Segment Start: Exercise input
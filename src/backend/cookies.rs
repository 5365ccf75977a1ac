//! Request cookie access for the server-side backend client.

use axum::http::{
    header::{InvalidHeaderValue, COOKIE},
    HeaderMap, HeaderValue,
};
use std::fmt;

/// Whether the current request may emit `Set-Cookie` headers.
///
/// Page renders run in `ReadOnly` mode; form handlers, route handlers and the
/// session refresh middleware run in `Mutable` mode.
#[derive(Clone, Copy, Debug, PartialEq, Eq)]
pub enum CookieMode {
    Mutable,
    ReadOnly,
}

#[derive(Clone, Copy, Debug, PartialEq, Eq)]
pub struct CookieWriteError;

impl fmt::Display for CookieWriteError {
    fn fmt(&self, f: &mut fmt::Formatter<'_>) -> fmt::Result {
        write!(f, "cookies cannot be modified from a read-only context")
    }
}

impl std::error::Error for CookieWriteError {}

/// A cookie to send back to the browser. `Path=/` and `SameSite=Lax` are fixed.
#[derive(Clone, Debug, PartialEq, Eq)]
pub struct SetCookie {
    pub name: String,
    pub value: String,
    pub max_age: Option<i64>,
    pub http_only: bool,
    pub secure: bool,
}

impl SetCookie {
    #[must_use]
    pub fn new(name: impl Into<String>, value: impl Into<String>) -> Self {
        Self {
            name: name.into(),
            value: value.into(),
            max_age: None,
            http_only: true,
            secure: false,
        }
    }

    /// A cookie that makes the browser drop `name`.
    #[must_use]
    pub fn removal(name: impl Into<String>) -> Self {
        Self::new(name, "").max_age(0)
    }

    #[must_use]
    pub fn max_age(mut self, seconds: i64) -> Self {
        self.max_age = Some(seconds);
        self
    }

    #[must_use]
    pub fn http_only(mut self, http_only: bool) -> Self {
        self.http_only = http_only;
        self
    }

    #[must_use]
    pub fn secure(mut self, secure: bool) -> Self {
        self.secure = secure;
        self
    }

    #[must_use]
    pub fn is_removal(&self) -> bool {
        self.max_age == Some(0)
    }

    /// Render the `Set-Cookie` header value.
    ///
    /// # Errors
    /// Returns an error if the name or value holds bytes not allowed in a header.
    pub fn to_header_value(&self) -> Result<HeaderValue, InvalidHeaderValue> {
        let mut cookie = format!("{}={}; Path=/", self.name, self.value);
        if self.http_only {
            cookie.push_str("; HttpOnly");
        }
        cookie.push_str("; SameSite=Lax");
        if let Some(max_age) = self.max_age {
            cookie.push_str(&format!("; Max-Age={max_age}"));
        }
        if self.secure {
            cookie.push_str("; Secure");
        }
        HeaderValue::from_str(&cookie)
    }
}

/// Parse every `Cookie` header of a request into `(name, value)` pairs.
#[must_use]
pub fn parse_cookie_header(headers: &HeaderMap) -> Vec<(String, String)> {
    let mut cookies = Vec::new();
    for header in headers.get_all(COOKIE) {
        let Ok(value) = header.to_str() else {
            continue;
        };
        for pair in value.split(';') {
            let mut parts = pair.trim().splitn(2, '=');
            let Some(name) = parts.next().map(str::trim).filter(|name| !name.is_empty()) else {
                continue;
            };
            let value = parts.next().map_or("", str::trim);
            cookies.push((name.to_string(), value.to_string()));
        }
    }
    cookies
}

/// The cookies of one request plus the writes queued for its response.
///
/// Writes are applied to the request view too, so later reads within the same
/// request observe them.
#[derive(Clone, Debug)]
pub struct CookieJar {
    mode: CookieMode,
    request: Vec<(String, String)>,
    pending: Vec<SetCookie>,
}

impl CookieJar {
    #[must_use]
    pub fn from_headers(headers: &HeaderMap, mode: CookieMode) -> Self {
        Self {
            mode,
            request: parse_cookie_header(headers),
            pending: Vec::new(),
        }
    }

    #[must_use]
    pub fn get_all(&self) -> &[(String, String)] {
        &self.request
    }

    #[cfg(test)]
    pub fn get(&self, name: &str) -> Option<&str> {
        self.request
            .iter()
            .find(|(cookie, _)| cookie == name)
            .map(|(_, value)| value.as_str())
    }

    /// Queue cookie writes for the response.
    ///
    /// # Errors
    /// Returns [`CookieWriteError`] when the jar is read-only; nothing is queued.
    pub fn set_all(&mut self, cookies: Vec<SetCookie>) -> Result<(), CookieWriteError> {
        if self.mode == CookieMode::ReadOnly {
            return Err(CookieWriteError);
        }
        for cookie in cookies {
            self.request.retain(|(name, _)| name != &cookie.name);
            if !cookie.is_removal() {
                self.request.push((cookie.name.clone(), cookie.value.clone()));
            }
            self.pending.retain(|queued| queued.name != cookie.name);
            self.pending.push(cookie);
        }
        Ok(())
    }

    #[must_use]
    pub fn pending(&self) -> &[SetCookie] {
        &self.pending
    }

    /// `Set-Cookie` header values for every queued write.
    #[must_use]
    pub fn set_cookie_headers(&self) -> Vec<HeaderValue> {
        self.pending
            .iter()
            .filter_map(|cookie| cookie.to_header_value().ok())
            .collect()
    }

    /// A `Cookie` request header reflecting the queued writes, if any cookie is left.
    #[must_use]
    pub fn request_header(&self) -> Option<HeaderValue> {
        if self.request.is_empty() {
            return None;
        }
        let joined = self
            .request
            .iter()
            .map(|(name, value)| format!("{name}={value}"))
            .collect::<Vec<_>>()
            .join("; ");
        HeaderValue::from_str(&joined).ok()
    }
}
Segment End: Exercise input
Task goal: Return a copy of each line of the material that holds the word "InvalidHeaderValue".

Answer for this exercise:
    header::{InvalidHeaderValue, COOKIE},
    pub fn to_header_value(&self) -> Result<HeaderValue, InvalidHeaderValue> {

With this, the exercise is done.